Cet ouvrage issu d’une journée d’études organisée en janvier 2016 à Paris par l’axe Mobilités, identités et territoires du CIST Collège international des Sciences du Territoire est un véritable paquet surprise ! Y sont rassemblées les contributions très originales de sept intervenants autour de la thématique des lieux de la mobilité. Une belle occasion de découvertes avec des sujets de thèse de doctorat ou de recherches très singuliers étudiés sous l’angle des mobilités. Si l’étude de la mise en tourisme et en patrimoine de la nationale 7 ou des routes touristiques du Vercors sont plus attendues, il n’en est pas de même des mises au point sur une procession en Corse en tant que rite local de mobilité ou bien encore ce qui se joue par le biais du volontariat missionnaire de jeunes catholiques en Asie du Sud-Est organisé par les Missions Étrangères de Paris. De même, la présentation de lieux alternatifs (Beneficio en Espagne où se retrouvent des participants autour d’une utopie de retour à la nature dans un but de purification de soi, ou bien encore l’analyse des squats de saisonniers sahraouis dans le Libournais) fait découvrir des pratiques porteuses de sens en termes de mobilités. L’analyse des temples hindous construits par la diaspora indienne permet de prendre conscience qu’ils s’inscrivent au cœur des réseaux de la mondialisation et sont des lieux de mobilité à part entière. En revanche, un quartier de Thames Town (à Shanghai dans la ville nouvelle de Songjiang) montre les limites d’un projet architectural proposant à ces habitants de vivre comme en Angleterre. Ce que cherchent les habitants en venant s’installer ici, c’est avant tout de confirmer leur statut social par leur adresse en rejoignant une gated community de prestige et aucun ne se laisse berner par le fake architectural reproduisant le paysage urbain anglais type.

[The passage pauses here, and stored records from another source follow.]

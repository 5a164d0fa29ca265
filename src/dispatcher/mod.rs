//! # Dispatcher
//!
//! The coordinating side of the engine: exec-context lifecycle, processor
//! registration and liveness, task assignment, and completion handling.
//!
//! ## Architecture
//!
//! [`Dispatcher`] wires the sub-services over one shared id space, task and
//! variable registry, and guarded graph access. Processors talk to it over
//! two channels: the keep-alive channel ([`KeepAliveService`]) carries
//! identity and liveness, the task channel ([`Dispatcher::exchange`])
//! carries completion reports and work requests.

pub mod assignment;
pub mod completion;
pub mod context;
pub mod keep_alive;
pub mod service;

pub use assignment::{AssignedSlot, AssignmentLedger, TaskAssignmentService};
pub use completion::TaskCompletionHandler;
pub use context::ExecContextService;
pub use keep_alive::{KeepAliveService, ProcessorRecord};
pub use service::Dispatcher;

L’ensemble est replacé dans une perspective épistémologique par Céline Barrère et Caroline Rozenholc, une sociologue et une géographe travaillant sur les mobilités dans le contexte de la mondialisation. L’ouvrage vise à « interroger ensemble ceux qui se déplacent (les individus, les sujets et les groupes) et ce qui se déplace (les catégories, les normes, les valeurs, les imaginaires, les systèmes de représentations) dans les lieux » (p. 15). La dimension temporelle des lieux de mobilité n’est pas négligeable et les directrices de l’ouvrage réfutent le terme de « non-lieux » (Augé, 1992, même si cet auteur a depuis, en 2010, reconnu les limites de cette appellation) pour les désigner. Elles partagent l’appellation d’hyper-lieux proposée par Michel Lussault en 2017 « l’invention perpétuelle et réciproque du lieu par le monde et du monde par les lieux ».

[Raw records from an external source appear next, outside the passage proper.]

//! Storage contract for graph and task-state documents.
//!
//! The engine needs exactly one thing from storage: atomic load and
//! versioned compare-and-replace of whole documents keyed by an opaque id.
//! There is no partial-write visibility; a conflicting replace is retried
//! with a fresh read. The in-process mutation guard is the serialization
//! point the engine depends on; the version check here is the safety net
//! for multi-process deployments.

use async_trait::async_trait;
use dashmap::DashMap;
use serde::de::DeserializeOwned;
use serde::Serialize;
use thiserror::Error;

pub type DocumentId = i64;

#[derive(Debug, Clone)]
pub struct VersionedDocument {
    pub version: u64,
    pub body: serde_json::Value,
}

#[derive(Error, Debug)]
pub enum StoreError {
    #[error("Document #{0} not found")]
    NotFound(DocumentId),

    #[error("Document #{0} already exists")]
    AlreadyExists(DocumentId),

    #[error("Version conflict on document #{id}: expected {expected}, found {actual}")]
    Conflict {
        id: DocumentId,
        expected: u64,
        actual: u64,
    },

    #[error("Document serialization failed: {0}")]
    Serialization(#[from] serde_json::Error),
}

/// Durable keyed storage for per-context documents.
#[async_trait]
pub trait GraphStore: Send + Sync {
    async fn create(&self, id: DocumentId, body: serde_json::Value) -> Result<(), StoreError>;

    async fn load(&self, id: DocumentId) -> Result<VersionedDocument, StoreError>;

    /// Replace the document iff its current version equals
    /// `expected_version`; otherwise fail with [`StoreError::Conflict`].
    async fn replace(
        &self,
        id: DocumentId,
        body: serde_json::Value,
        expected_version: u64,
    ) -> Result<(), StoreError>;

    async fn delete(&self, id: DocumentId) -> Result<(), StoreError>;
}

/// Read-modify-write-replace one typed document, retrying a bounded number
/// of times on version conflict with a fresh read each attempt.
pub async fn modify_document<T, R, F>(
    store: &dyn GraphStore,
    id: DocumentId,
    conflict_retries: u32,
    mut apply: F,
) -> Result<R, crate::error::ConductorError>
where
    T: Serialize + DeserializeOwned,
    F: FnMut(&mut T) -> Result<R, crate::error::ConductorError>,
{
    let mut attempt = 0;
    loop {
        let doc = store.load(id).await.map_err(crate::error::ConductorError::from)?;
        let mut value: T = serde_json::from_value(doc.body).map_err(StoreError::from)?;
        let out = apply(&mut value)?;
        let body = serde_json::to_value(&value).map_err(StoreError::from)?;
        match store.replace(id, body, doc.version).await {
            Ok(()) => return Ok(out),
            Err(StoreError::Conflict { .. }) if attempt < conflict_retries => {
                attempt += 1;
                tracing::warn!(document_id = id, attempt, "store conflict, re-reading");
            }
            Err(e) => return Err(e.into()),
        }
    }
}

/// In-memory reference implementation for tests and single-process use.
#[derive(Debug, Default)]
pub struct InMemoryGraphStore {
    documents: DashMap<DocumentId, VersionedDocument>,
}

impl InMemoryGraphStore {
    pub fn new() -> Self {
        Self::default()
    }
}

#[async_trait]
impl GraphStore for InMemoryGraphStore {
    async fn create(&self, id: DocumentId, body: serde_json::Value) -> Result<(), StoreError> {
        use dashmap::mapref::entry::Entry;
        match self.documents.entry(id) {
            Entry::Occupied(_) => Err(StoreError::AlreadyExists(id)),
            Entry::Vacant(entry) => {
                entry.insert(VersionedDocument { version: 1, body });
                Ok(())
            }
        }
    }

    async fn load(&self, id: DocumentId) -> Result<VersionedDocument, StoreError> {
        self.documents
            .get(&id)
            .map(|d| d.clone())
            .ok_or(StoreError::NotFound(id))
    }

    async fn replace(
        &self,
        id: DocumentId,
        body: serde_json::Value,
        expected_version: u64,
    ) -> Result<(), StoreError> {
        let mut doc = self.documents.get_mut(&id).ok_or(StoreError::NotFound(id))?;
        if doc.version != expected_version {
            return Err(StoreError::Conflict {
                id,
                expected: expected_version,
                actual: doc.version,
            });
        }
        doc.version += 1;
        doc.body = body;
        Ok(())
    }

    async fn delete(&self, id: DocumentId) -> Result<(), StoreError> {
        self.documents
            .remove(&id)
            .map(|_| ())
            .ok_or(StoreError::NotFound(id))
    }
}

#[cfg(test)]
mod tests {
    use super::*;
    use serde_json::json;

    #[tokio::test]
    async fn test_create_load_replace() {
        let store = InMemoryGraphStore::new();
        store.create(1, json!({"a": 1})).await.unwrap();
        assert!(matches!(
            store.create(1, json!({})).await,
            Err(StoreError::AlreadyExists(1))
        ));

        let doc = store.load(1).await.unwrap();
        assert_eq!(doc.version, 1);

        store.replace(1, json!({"a": 2}), 1).await.unwrap();
        let doc = store.load(1).await.unwrap();
        assert_eq!(doc.version, 2);
        assert_eq!(doc.body["a"], 2);
    }

    #[tokio::test]
    async fn test_replace_conflict() {
        let store = InMemoryGraphStore::new();
        store.create(1, json!({})).await.unwrap();
        store.replace(1, json!({"x": 1}), 1).await.unwrap();
        let err = store.replace(1, json!({"x": 2}), 1).await.unwrap_err();
        assert!(matches!(err, StoreError::Conflict { actual: 2, .. }));
    }

    #[tokio::test]
    async fn test_modify_document_retries_conflicts() {
        use std::collections::BTreeMap;
        let store = InMemoryGraphStore::new();
        store.create(9, json!({})).await.unwrap();

        // interleave a foreign write by replaying an older version once
        let result: crate::error::Result<u64> =
            modify_document::<BTreeMap<String, u64>, _, _>(&store, 9, 3, |map| {
                map.insert("n".into(), map.get("n").copied().unwrap_or(0) + 1);
                Ok(map["n"])
            })
            .await;
        assert_eq!(result.unwrap(), 1);
    }
}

Pour Christophe Imbert, géographe qui signe la conclusion de cet ouvrage, le lieu est un spectacle vivant et une scène des mobilités. « Ce qui s’y joue est à la fois un rapport complexe au passé et à l’ailleurs, aux histoires individuelles et collectives, un enchevêtrement de traces et d’influences toujours sans cesse sujettes à réinterprétations. » (p. 165). Il rend hommage à Matthieu Giroud, géographe disparu lors des attentats du 13 novembre 2015 au Bataclan, à l’initiative de cette journée d’études, en renvoyant à la capacité de subversion d’un lieu, de sa tolérance à l’écart et à l’importance du détournement. Autant d’appels à l’exploration, à la manière des Situationnistes, comme l’invite à le faire l’actuelle belle exposition « Lyon sur le divan » au Musée Gadagne de Lyon.